In Chart 1 we see the gap that is in play. There are two gaps we can focus on, the COVID-19 gap down that was in Q1 and the more important gap that has held from May to now. To understand how gaps behave, it’s important to research them. We can create general rules, but market specific observations are much better. Questions like how quickly it usually takes for a market to close the gap, are important insights.
The importance of the May to June gap is in context of the bigger picture where the bears have failed to take the price through the gap. Whilst this remains, the option of being short below the gap makes sense and long above (in line with your trading rules) holds. It was valuable to me to see the market attempt to retest the gap but fail to do so.
Chart 1 – Daily Bar Chart BHP
Chart 2 allows us to align Price Forecasting levels from the Number One Trading Plan to test how important the area may be.

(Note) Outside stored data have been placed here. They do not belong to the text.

//! Symmetric signing secret for access tokens.

use std::fmt;

/// Shared HMAC secret used to sign and verify access tokens.
///
/// Loaded once from configuration and passed explicitly to every issue and
/// validate call. `Debug` never prints the key material.
#[derive(Clone, PartialEq, Eq)]
pub struct SigningSecret(Vec<u8>);

impl SigningSecret {
    /// Wrap raw key bytes.
    pub fn new(bytes: impl Into<Vec<u8>>) -> Self {
        Self(bytes.into())
    }

    /// The raw key bytes.
    pub fn as_bytes(&self) -> &[u8] {
        &self.0
    }

    /// Whether the secret has no key material.
    pub fn is_empty(&self) -> bool {
        self.0.is_empty()
    }
}

impl From<&str> for SigningSecret {
    fn from(value: &str) -> Self {
        Self::new(value.as_bytes())
    }
}

impl From<String> for SigningSecret {
    fn from(value: String) -> Self {
        Self::new(value.into_bytes())
    }
}

impl fmt::Debug for SigningSecret {
    fn fmt(&self, f: &mut fmt::Formatter<'_>) -> fmt::Result {
        f.debug_tuple("SigningSecret").field(&"<redacted>").finish()
    }
}

#[cfg(test)]
mod tests {
    use super::*;

    #[test]
    fn test_debug_is_redacted() {
        let secret = SigningSecret::from("super-secret-value");
        let printed = format!("{secret:?}");
        assert!(!printed.contains("super-secret-value"));
        assert!(printed.contains("redacted"));
    }
}
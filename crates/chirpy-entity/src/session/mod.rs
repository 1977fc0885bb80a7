//! Session token entities.

pub mod refresh_token;
pub mod state;
pub mod token;

pub use refresh_token::{RefreshToken, RefreshTokenRow};
pub use state::RefreshTokenState;
pub use token::AccessToken;
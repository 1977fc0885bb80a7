//! Repository implementations for Chirpy auth entities.

pub mod refresh_token;

pub use refresh_token::RefreshTokenRepository;
//! Convenience result type alias.

use crate::error::AuthError;

/// A specialized `Result` type for authentication operations.
pub type AuthResult<T> = Result<T, AuthError>;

We see how the 50% point sits in the approximate gap; this reinforces the importance of this area.
Chart 2 – Daily Bar Chart BHP
Your job here is to look at other price-based techniques here that could be overlayed in the $33 zone to back up this analysis. Always start on the big picture first.
A hint would be the 2016 low of $13.48. How many multiples of that price take us around $33?

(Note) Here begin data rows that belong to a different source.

//! Bearer credential extraction from the `Authorization` header.

use http::HeaderMap;
use http::header::AUTHORIZATION;

use chirpy_core::error::AuthError;

/// Authentication scheme expected in front of the token.
pub const BEARER_SCHEME: &str = "Bearer";

/// Extracts the token from an `Authorization` header value.
///
/// The value must be exactly `Bearer <token>`: the scheme is matched
/// case-sensitively and anything other than two space-separated parts is
/// rejected. The token itself is returned verbatim; its shape is checked by
/// whoever consumes it.
pub fn extract_bearer(header: &str) -> Result<&str, AuthError> {
    if header.is_empty() {
        return Err(AuthError::missing_credential(
            "No authorization header included in request",
        ));
    }

    let mut parts = header.split(' ');
    match (parts.next(), parts.next(), parts.next()) {
        (Some(BEARER_SCHEME), Some(token), None) => Ok(token),
        _ => Err(AuthError::malformed_header("Malformed authorization header")),
    }
}

/// Extracts the bearer token from a request's headers.
///
/// A missing header is `MissingCredential`; a value that is not visible
/// ASCII is `MalformedHeader`.
pub fn extract_bearer_from_headers(headers: &HeaderMap) -> Result<&str, AuthError> {
    let value = headers.get(AUTHORIZATION).ok_or_else(|| {
        AuthError::missing_credential("No authorization header included in request")
    })?;
    let value = value
        .to_str()
        .map_err(|_| AuthError::malformed_header("Authorization header is not valid text"))?;
    extract_bearer(value)
}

Given we are hunting big picture turning points to maximise our reward to risk ratio, we could have seen 2020 as a large ABC trade with patience and research required to understand where that potential Point C may come in.
Chart 3 – Daily Bar Chart BHP
As we rate the strength of Point C in price, we can look at other pointers to understand where a “classic” Point C would come in. Chart 2 shows us the textbook use of the 50% level, even better when the price action pulls up subtlety before the 50% (with the aid of a gap) as it’s signalling to us that the bulls are impatient to allow the market to balance and want to get on with the next leg potentially.
If we rate the A to B range in price we can also do so in the other dimensions of time and the third dimension.
The run from A to B in time was 151 days up and 80 days down which gives us a loose 50% retracement in time.
If we zoom into the small picture, the market gave us some signs around the election of the harmony in the weekly swings with ranges repeating and familiar numbers popping up.
Chart 4 – Weekly Swing Chart BHP
If we could combine a low-risk entry technique, we could potentially see a return.
Chart 5 follows the potential set up of a first higher swing bottom on the daily chart for confirmation of entry. There were potentially other methods to enter, but we will follow Gann’s principle of safest place to buy being the first higher swing bottom off support.
The low came in on the 30th October with several days’ patience required to stalk the entry, this arrived on the 6th October. Note the entry was outside standard limits but was mitigated by placing stops behind the gap.
Chart 5 – Daily Bar Chart BHP
Since entry, the market has skipped away and based on the close of the last bar a reward to risk ratio of 6 to 1 is in play. The potential to manage this setup further is on the cards but these types of big picture entries are worth the patience for the market to develop them. The basis of this scenario comes from some gaps and 50% points with a developed entry strategy to manage risk. Not all setups need to utilise all the tools in the toolbox.